UNISYNC publishes its financial results for fiscal year 2021

TORONTO, December 29, 2021 (GLOBE NEWSWIRE) – Unisync Corp. (“Unisync”) (TSX: “UNI”) (OTCQX: “USYNF”) announces its audited financial results for the fourth quarter and fiscal year ended September 30, 2021. Unisync operates through two business units: Unisync Group Limited ( “UGL”) with operations across Canada and the United States and 90% owned by Peerless Garments LP (“Peerless”), a nationally manufactured operation based in Winnipeg, Manitoba. UGL is a leading supplier of apparel to Customer-focused company, serving many leading Canadian and American iconic brands.Peerless specializes in the production and distribution of highly technical protective clothing, military operational clothing and accessories for a wide range of government departments and businesses. federal, provincial and municipal agencies.

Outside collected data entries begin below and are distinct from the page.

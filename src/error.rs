//! Error taxonomy shared by the limiter, the source wrappers and the resolver.
//!
//! Every provider failure is classified into one of these kinds before it
//! reaches the retry loop, so retry policy never inspects raw HTTP responses.

use std::time::Duration;

use thiserror::Error;

#[derive(Debug, Clone, Error, PartialEq)]
pub enum ExtractError {
    #[error("{provider}: credentials are not configured")]
    MissingCredentials { provider: String },

    #[error("invalid credentials: {0}")]
    InvalidCredentials(String),

    #[error("unauthorized: {0}")]
    Unauthorized(String),

    #[error("forbidden: {0}")]
    Forbidden(String),

    #[error("not found: {0}")]
    NotFound(String),

    #[error("payment required: {0}")]
    PaymentRequired(String),

    #[error("insufficient credits: {0}")]
    InsufficientCredits(String),

    /// Provider-side throttling (HTTP 429), distinct from our own limiter.
    #[error("rate limited by provider: {0}")]
    RateLimited(String),

    #[error("timed out after {0:?}")]
    Timeout(Duration),

    #[error("network error: {0}")]
    Network(String),

    #[error("circuit open for {provider}")]
    CircuitOpen { provider: String },

    #[error("{provider}: queued request not served within {waited:?}")]
    QueueTimeout { provider: String, waited: Duration },

    #[error("invalid response: {0}")]
    InvalidResponse(String),

    #[error("emergency stop active (spent {spent:.4} of {limit:.4})")]
    EmergencyStop { spent: f64, limit: f64 },

    #[error("source {provider} is disabled")]
    SourceDisabled { provider: String },

    #[error("unknown source: {0}")]
    UnknownSource(String),

    #[error("invalid url: {0}")]
    InvalidUrl(String),

    #[error("{provider} returned HTTP {status}: {message}")]
    Provider {
        provider: String,
        status: u16,
        message: String,
    },
}

pub type ExtractResult<T> = Result<T, ExtractError>;

impl ExtractError {
    /// Whether the retry loop may try the operation again after a backoff.
    pub fn is_retriable(&self) -> bool {
        match self {
            ExtractError::RateLimited(_)
            | ExtractError::Timeout(_)
            | ExtractError::Network(_)
            | ExtractError::InvalidResponse(_) => true,
            ExtractError::Provider { status, .. } => *status >= 500,
            _ => false,
        }
    }

    /// Pipeline guards (circuit, queue, emergency stop, config) are not provider
    /// failures and must not feed the circuit breaker.
    pub fn counts_as_source_failure(&self) -> bool {
        !matches!(
            self,
            ExtractError::CircuitOpen { .. }
                | ExtractError::QueueTimeout { .. }
                | ExtractError::EmergencyStop { .. }
                | ExtractError::SourceDisabled { .. }
                | ExtractError::UnknownSource(_)
                | ExtractError::InvalidUrl(_)
                | ExtractError::MissingCredentials { .. }
        )
    }

    /// The source cannot serve us until an operator acts (keys, billing, spend
    /// ceiling). A configured fallback value must not paper over these.
    pub fn is_fatal(&self) -> bool {
        matches!(
            self,
            ExtractError::MissingCredentials { .. }
                | ExtractError::InvalidCredentials(_)
                | ExtractError::Unauthorized(_)
                | ExtractError::Forbidden(_)
                | ExtractError::PaymentRequired(_)
                | ExtractError::InsufficientCredits(_)
                | ExtractError::EmergencyStop { .. }
        )
    }

    /// Short stable label, used for metrics and logs.
    pub fn kind(&self) -> &'static str {
        match self {
            ExtractError::MissingCredentials { .. } => "missing_credentials",
            ExtractError::InvalidCredentials(_) => "invalid_credentials",
            ExtractError::Unauthorized(_) => "unauthorized",
            ExtractError::Forbidden(_) => "forbidden",
            ExtractError::NotFound(_) => "not_found",
            ExtractError::PaymentRequired(_) => "payment_required",
            ExtractError::InsufficientCredits(_) => "insufficient_credits",
            ExtractError::RateLimited(_) => "rate_limited",
            ExtractError::Timeout(_) => "timeout",
            ExtractError::Network(_) => "network",
            ExtractError::CircuitOpen { .. } => "circuit_open",
            ExtractError::QueueTimeout { .. } => "queue_timeout",
            ExtractError::InvalidResponse(_) => "invalid_response",
            ExtractError::EmergencyStop { .. } => "emergency_stop",
            ExtractError::SourceDisabled { .. } => "source_disabled",
            ExtractError::UnknownSource(_) => "unknown_source",
            ExtractError::InvalidUrl(_) => "invalid_url",
            ExtractError::Provider { .. } => "provider",
        }
    }

    /// Map an HTTP status (plus the body, which some providers use to signal
    /// credential or billing problems on a generic 400) to an error kind.
    pub fn from_status(provider: &str, status: u16, body: &str) -> Self {
        let message = truncate(body, 300);
        if let Some(classified) = Self::from_message(&message) {
            return classified;
        }
        match status {
            401 => ExtractError::Unauthorized(message),
            402 => ExtractError::PaymentRequired(message),
            403 => ExtractError::Forbidden(message),
            404 => ExtractError::NotFound(message),
            408 => ExtractError::Timeout(Duration::ZERO),
            429 => ExtractError::RateLimited(message),
            502..=504 => ExtractError::Network(format!("HTTP {status}: {message}")),
            _ => ExtractError::Provider {
                provider: provider.to_string(),
                status,
                message,
            },
        }
    }

    /// Recognise credential/billing failures from provider error text.
    pub fn from_message(message: &str) -> Option<Self> {
        let lower = message.to_ascii_lowercase();
        if lower.contains("api key not valid")
            || lower.contains("invalid api key")
            || lower.contains("invalid_api_key")
            || lower.contains("invalid credentials")
        {
            return Some(ExtractError::InvalidCredentials(message.to_string()));
        }
        if lower.contains("insufficient credits")
            || lower.contains("insufficient_credits")
            || lower.contains("credit balance")
            || lower.contains("quota exceeded for billing")
        {
            return Some(ExtractError::InsufficientCredits(message.to_string()));
        }
        None
    }

    /// Map a transport-level `reqwest` failure.
    pub fn from_reqwest(provider: &str, err: &reqwest::Error) -> Self {
        if err.is_timeout() {
            return ExtractError::Timeout(Duration::ZERO);
        }
        if let Some(status) = err.status() {
            return Self::from_status(provider, status.as_u16(), &err.to_string());
        }
        if err.is_decode() || err.is_body() {
            return ExtractError::InvalidResponse(format!("{provider}: {err}"));
        }
        ExtractError::Network(format!("{provider}: {err}"))
    }
}

fn truncate(s: &str, max_chars: usize) -> String {
    let trimmed = s.trim();
    if trimmed.chars().count() <= max_chars {
        trimmed.to_string()
    } else {
        trimmed.chars().take(max_chars).collect()
    }
}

Results for fiscal year 2021 compared to fiscal year 2020

Revenue for the fiscal year ended September 30, 2021 of $ 86.3 million decreased $ 6.8 million or 7% from the prior year due to a decrease in revenue of $ 4.6 million in the UGL segment to $ 68.9 million and a revenue reduction of $ 2.2 million to $ 18.5 million in the Peerless segment. UGL segment revenue was down 6% from a year ago due to the segment’s transportation revenue decline of $ 11.1 million from a year ago due to massive layoffs at employees caused by travel restrictions linked to the COVID-19 pandemic. These sales declines, primarily within UGL segment airline accounts, were partially offset by a $ 4.7 million increase in personal protective equipment (“PPE”) sales that Unisync began to generate. distribute for the first time in the third quarter of fiscal 2020. Peerless segment revenue decreased 11% year over year, despite a $ 2.7 million increase in PPE sales, with a decrease in the number of new contracts and the exercise of options on existing contracts by the Department of National Defense (“DND”), the largest customer.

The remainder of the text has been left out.